My father was a highly skilled and well-known landscape architect, whose clients were both wealthy and willing to pay for the best. He worried over buying a Cadillac automobile, wondering if showing up for meetings in such an expensive car would turn off his clientele. He finally bought one.

The result was that he had an even easier time, meeting with wealth on equal terms. The concern he might look too expensive was a challenge immediately accepted; “Of course I can afford you.” A matter of pride.

The key to that is that my father’s reputation came first

And maybe that’s worth knowing in a business environment constantly under the pressure of lower priced competitors. You can successfully hold your price if you never fail to produce. That’s what reputation is.

And of course, no business, no matter how diligent, can avoid occasional failure. Failure is part of the game. It’s how we choose to deal with failure that preserves the reputation so dearly won. The chrome excuse of ‘we seldom fail’ won’t get you home.

Then, what?

The ‘what’ is an immediate call by no one lower than the owner or CEO to take responsibility for the failure and insist upon making things right. Not an offer, but an inquiry. An inquiry puts your client in the game.

Charlie” (or Mr. Johnson, depending upon your relationship), “you know you are important to us. How can we best serve your needs in making this right? A discount and replacement? A call from me assuring your client that the error was ours? You set the terms and we will meet them.”

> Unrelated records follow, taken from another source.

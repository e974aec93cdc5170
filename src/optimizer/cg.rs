//! Nonlinear conjugate gradient (Polak-Ribière+), unconstrained.
use nalgebra::Vector2;

use super::{
    line_search::{converged, gradient, search},
    Minimizer, Minimum,
};

/// Length of the very first step, in parameter units
const INITIAL_STEP: f64 = 1.0E-2;

/// Directions are reset to steepest descent every n iterations (n = dimension)
const RESTART_PERIOD: usize = 2;

pub(crate) fn minimize<F: Fn(&Vector2<f64>) -> f64>(
    minimizer: &Minimizer,
    f: &F,
    x0: Vector2<f64>,
) -> Minimum {
    let tolerance = minimizer.tolerance;

    let mut x = x0;
    let mut fx = f(&x);
    let mut g = gradient(f, &x);
    let mut p = -g;
    let mut last_step = INITIAL_STEP;
    let mut stalled = 0;

    for iter in 0..minimizer.max_iterations {
        if g.amax() <= tolerance {
            return Minimum {
                x,
                value: fx,
                iterations: iter,
                converged: true,
            };
        }

        if p.dot(&g) >= 0.0 {
            p = -g;
        }

        // first trial reuses the previous step length
        let alpha0 = last_step / p.norm();

        let step = match search(f, &x, fx, &g, &p, alpha0, None) {
            Some(step) => step,
            None => {
                return Minimum {
                    x,
                    value: fx,
                    iterations: iter,
                    converged: false,
                };
            },
        };

        last_step = (step.x - x).norm();

        let g_new = gradient(f, &step.x);

        let beta = if (iter + 1) % RESTART_PERIOD == 0 {
            0.0
        } else {
            (g_new.dot(&(g_new - g)) / g.dot(&g)).max(0.0)
        };

        p = -g_new + p * beta;

        let done = converged(fx, step.fx, tolerance);

        x = step.x;
        fx = step.fx;
        g = g_new;

        if done {
            stalled += 1;
            if stalled > 1 {
                return Minimum {
                    x,
                    value: fx,
                    iterations: iter + 1,
                    converged: true,
                };
            }
        } else {
            stalled = 0;
        }
    }

    Minimum {
        x,
        value: fx,
        iterations: minimizer.max_iterations,
        converged: false,
    }
}
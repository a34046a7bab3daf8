//! UART command line to USB HID keyboard and mouse relay for RP2040.
//!
//! This crate provides the embedded side of the HID relay: it reads command
//! lines from UART and replays them as USB HID keyboard and mouse reports.

#![no_std]

// Re-export core types for convenience
pub use hid_relay_core::{
    CommandRelay, Grammar, InputError, InputSource, KeyboardReport, Line, MouseReport, Outcome,
    OutputError, OutputSink, RelayError, MAX_LINE_LENGTH,
};

pub mod uart_input;
pub mod usb_output;

pub use uart_input::{ChannelInput, LineChannel, LineMessage, UartLineReader, LINE_QUEUE_DEPTH};
pub use usb_output::{configure_usb_hid, HidRequestHandler, UsbHidOutput};

/// Command grammar compiled into this firmware.
#[cfg(not(feature = "legacy-grammar"))]
pub const GRAMMAR: Grammar = Grammar::Current;

/// Command grammar compiled into this firmware.
#[cfg(feature = "legacy-grammar")]
pub const GRAMMAR: Grammar = Grammar::Legacy;
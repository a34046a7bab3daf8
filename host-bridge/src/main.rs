//! hid-relay-host: serve the control page and forward commands to the relay.

use std::path::PathBuf;
use std::sync::Arc;

use anyhow::Context;
use clap::Parser;
use tokio::net::TcpListener;

use hid_relay_host::config::{self, BridgeConfig, Overrides};
use hid_relay_host::routes::{AppState, DEFAULT_INDEX_HTML};
use hid_relay_host::serial::{self, LogSink, SerialHandle};
use hid_relay_host::server;

#[derive(Parser)]
#[command(
    name = "hid-relay-host",
    version,
    about = "HTTP bridge to a UART HID relay"
)]
struct Args {
    /// TOML config file (default: ./hid-relay.toml if present).
    #[arg(short, long)]
    config: Option<PathBuf>,

    #[command(flatten)]
    overrides: Overrides,
}

#[tokio::main]
async fn main() -> anyhow::Result<()> {
    tracing_subscriber::fmt()
        .with_env_filter(
            tracing_subscriber::EnvFilter::try_from_default_env()
                .unwrap_or_else(|_| "hid_relay_host=info".into()),
        )
        .init();

    let args = Args::parse();

    let mut config = config::load(args.config.as_deref()).context("Failed to load config")?;
    config.apply_overrides(&args.overrides);
    config.validate().context("Invalid config")?;

    let serial = start_writer(&config)?;
    let index_html = load_index(&config)?;

    let state = Arc::new(AppState {
        serial,
        grammar: config.grammar.into(),
        index_html,
        video: config.video.clone(),
    });

    let listener = TcpListener::bind(config.listen)
        .await
        .with_context(|| format!("Failed to bind {}", config.listen))?;

    tracing::info!(
        listen = %config.listen,
        grammar = ?config.grammar,
        port = %config.serial.port,
        dry_run = config.serial.dry_run,
        video = config.video.enabled,
        "hid-relay-host listening"
    );

    server::serve(listener, state).await;
    Ok(())
}

fn start_writer(config: &BridgeConfig) -> anyhow::Result<SerialHandle> {
    let depth = config.serial.queue_depth;
    let handle = if config.serial.dry_run {
        serial::spawn_writer(LogSink, depth)
    } else {
        let port = serial::open_port(&config.serial).context("Failed to open serial port")?;
        serial::spawn_writer(port, depth)
    };
    handle.context("Failed to start serial writer")
}

fn load_index(config: &BridgeConfig) -> anyhow::Result<String> {
    match &config.static_dir {
        Some(dir) => {
            let path = dir.join("index.html");
            std::fs::read_to_string(&path)
                .with_context(|| format!("Failed to read {}", path.display()))
        }
        None => Ok(DEFAULT_INDEX_HTML.to_string()),
    }
}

First of all, those assurances are going to put him in the driver’s seat and that’s where you want him when you are essentially begging for mercy. Agreeing upon his terms will leave him with a higher opinion of your company than he had before the problem occurred.

In the same way that ‘the client you have is your most important client,’ the supplier who stands by him becomes his most important supplier. But (there is always a but), the call must come from an owner or CEO. A manager will not suffice. There are rules about this: service always moves at a similar level…apologies are always made from one level up. Which, of course, depends upon a company culture that encourages a manager to confess a problem to his owner-CEO.

Simply put, that can make the possible loss of a client turn into a win for both sides of the issue. That’s putting reputation first.

That, my friend, is the chrome that will get you home.